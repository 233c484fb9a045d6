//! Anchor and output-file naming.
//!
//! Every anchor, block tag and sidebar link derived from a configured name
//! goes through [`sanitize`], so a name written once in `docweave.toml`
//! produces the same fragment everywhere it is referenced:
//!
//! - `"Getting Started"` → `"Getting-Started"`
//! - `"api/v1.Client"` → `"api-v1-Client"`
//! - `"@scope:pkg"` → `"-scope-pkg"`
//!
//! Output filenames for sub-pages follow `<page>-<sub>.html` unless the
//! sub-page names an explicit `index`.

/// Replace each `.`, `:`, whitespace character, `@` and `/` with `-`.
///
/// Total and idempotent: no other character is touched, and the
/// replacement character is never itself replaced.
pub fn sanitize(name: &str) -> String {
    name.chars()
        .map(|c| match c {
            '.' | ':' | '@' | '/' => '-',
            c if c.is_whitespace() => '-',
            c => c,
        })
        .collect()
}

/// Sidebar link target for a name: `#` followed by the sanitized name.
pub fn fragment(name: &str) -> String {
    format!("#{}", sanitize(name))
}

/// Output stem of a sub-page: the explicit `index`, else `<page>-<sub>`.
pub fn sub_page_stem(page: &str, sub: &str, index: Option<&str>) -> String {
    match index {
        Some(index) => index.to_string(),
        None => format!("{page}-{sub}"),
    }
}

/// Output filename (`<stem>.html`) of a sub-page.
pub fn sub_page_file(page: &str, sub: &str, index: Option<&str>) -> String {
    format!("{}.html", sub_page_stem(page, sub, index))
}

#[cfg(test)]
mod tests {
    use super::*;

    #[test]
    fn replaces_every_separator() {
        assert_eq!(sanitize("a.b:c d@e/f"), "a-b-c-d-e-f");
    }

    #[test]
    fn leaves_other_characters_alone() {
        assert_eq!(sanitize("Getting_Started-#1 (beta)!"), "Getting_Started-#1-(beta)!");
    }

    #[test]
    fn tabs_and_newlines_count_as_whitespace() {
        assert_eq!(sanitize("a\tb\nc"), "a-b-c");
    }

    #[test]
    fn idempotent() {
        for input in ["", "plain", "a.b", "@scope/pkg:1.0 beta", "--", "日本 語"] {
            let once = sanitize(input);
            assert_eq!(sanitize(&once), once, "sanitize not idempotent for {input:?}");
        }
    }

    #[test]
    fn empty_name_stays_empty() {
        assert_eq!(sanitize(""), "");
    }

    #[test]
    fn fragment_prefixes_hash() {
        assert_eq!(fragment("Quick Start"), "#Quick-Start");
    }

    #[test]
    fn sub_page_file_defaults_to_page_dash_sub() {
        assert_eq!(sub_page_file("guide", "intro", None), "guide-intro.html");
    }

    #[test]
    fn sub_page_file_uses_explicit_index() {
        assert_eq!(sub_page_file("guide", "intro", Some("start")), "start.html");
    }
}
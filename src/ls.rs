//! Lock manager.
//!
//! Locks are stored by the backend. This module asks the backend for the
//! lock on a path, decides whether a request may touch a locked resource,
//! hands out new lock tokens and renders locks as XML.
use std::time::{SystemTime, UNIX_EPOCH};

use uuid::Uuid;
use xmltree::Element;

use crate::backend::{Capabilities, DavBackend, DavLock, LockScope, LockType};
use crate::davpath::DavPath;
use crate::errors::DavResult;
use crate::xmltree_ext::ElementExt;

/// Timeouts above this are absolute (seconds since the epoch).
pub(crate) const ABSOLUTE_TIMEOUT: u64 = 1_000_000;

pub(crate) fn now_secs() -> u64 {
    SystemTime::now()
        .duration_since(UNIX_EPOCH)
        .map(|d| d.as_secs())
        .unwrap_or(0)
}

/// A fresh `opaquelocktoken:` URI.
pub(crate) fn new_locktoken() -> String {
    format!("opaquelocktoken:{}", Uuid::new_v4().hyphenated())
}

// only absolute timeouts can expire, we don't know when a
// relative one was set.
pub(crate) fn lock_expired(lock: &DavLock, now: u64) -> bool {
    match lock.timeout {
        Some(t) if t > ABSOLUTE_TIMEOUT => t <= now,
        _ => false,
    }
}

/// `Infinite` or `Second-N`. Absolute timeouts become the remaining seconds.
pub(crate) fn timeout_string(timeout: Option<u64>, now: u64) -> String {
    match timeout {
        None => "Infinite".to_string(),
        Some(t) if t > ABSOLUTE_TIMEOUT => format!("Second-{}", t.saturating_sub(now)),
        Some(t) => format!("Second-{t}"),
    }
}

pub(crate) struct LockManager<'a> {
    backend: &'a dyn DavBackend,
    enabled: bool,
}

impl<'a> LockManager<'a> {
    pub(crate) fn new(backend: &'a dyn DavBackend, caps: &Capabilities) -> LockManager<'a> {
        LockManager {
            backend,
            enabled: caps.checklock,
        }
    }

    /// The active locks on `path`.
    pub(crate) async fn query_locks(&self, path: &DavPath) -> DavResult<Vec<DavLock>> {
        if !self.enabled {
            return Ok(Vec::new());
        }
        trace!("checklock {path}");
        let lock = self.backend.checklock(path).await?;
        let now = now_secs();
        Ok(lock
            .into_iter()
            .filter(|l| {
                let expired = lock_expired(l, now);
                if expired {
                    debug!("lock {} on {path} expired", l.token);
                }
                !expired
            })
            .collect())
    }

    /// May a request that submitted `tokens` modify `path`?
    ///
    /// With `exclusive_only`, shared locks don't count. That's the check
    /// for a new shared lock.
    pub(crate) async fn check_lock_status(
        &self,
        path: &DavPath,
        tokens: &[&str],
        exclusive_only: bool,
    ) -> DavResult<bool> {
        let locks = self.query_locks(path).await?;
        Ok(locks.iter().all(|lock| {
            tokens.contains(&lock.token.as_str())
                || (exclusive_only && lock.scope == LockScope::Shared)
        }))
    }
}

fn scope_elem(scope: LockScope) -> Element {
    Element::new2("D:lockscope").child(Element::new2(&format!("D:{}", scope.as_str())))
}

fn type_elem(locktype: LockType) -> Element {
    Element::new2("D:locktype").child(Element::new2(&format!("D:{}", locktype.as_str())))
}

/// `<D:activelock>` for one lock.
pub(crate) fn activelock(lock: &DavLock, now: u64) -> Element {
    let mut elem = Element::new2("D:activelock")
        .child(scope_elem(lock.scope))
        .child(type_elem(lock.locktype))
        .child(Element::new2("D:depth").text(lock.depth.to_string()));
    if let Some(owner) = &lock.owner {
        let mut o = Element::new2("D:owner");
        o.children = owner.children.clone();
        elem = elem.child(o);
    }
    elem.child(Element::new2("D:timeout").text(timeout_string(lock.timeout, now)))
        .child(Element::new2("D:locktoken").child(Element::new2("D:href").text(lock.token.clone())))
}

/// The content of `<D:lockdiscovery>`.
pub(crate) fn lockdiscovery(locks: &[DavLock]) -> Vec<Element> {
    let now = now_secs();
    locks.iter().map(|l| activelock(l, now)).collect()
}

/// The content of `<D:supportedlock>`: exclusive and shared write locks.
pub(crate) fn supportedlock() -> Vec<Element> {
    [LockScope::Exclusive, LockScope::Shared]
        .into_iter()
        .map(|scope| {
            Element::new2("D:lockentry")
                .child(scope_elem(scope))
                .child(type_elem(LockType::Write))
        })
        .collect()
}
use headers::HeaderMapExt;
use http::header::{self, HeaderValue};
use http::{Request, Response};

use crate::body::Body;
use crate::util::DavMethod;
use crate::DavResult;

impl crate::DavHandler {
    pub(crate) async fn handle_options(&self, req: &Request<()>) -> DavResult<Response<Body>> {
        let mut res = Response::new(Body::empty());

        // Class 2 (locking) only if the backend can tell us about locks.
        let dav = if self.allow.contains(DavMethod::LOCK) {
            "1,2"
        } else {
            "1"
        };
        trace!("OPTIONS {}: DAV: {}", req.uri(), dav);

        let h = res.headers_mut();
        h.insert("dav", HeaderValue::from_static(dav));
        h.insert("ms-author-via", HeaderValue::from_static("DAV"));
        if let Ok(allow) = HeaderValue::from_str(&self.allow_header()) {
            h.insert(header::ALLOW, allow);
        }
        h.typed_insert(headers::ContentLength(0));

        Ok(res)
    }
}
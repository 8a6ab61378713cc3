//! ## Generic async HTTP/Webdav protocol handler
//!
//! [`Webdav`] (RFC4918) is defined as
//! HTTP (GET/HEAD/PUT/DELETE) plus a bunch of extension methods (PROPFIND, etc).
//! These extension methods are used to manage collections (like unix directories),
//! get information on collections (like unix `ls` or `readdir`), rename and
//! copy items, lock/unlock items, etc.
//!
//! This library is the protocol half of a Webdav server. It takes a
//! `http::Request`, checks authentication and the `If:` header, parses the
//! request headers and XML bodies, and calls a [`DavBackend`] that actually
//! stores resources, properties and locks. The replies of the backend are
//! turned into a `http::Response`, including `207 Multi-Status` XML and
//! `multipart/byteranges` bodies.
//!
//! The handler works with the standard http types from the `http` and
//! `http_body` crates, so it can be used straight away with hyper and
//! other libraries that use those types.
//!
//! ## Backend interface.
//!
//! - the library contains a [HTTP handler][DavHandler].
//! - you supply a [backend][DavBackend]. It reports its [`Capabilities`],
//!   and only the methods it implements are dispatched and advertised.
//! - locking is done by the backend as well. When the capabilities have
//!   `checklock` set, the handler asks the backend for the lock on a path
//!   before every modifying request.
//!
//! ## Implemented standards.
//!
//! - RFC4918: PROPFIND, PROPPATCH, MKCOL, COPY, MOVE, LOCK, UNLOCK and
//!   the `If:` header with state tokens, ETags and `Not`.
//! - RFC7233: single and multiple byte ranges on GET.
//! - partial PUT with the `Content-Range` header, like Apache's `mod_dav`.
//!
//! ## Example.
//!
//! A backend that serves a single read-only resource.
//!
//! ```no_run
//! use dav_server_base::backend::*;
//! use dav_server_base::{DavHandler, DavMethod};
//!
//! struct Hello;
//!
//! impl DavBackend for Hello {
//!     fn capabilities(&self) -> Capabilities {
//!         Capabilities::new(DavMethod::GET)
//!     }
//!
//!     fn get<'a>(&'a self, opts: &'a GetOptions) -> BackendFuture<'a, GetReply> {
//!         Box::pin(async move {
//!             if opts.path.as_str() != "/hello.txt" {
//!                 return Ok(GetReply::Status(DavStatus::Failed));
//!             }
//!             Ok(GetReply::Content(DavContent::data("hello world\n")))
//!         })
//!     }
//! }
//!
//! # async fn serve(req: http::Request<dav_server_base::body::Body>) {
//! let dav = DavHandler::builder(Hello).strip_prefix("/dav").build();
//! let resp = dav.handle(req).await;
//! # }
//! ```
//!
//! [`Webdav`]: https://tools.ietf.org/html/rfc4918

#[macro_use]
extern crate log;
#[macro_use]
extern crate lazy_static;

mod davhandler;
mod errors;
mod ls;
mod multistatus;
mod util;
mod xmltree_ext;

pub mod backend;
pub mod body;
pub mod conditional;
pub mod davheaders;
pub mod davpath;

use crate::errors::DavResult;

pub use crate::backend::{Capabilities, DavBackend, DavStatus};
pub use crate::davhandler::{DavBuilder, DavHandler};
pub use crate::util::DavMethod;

* Task requirements *
Work out how many lines in the entries contain the string "Uuid", then reply with that number and nothing more.

* Exercise response *
2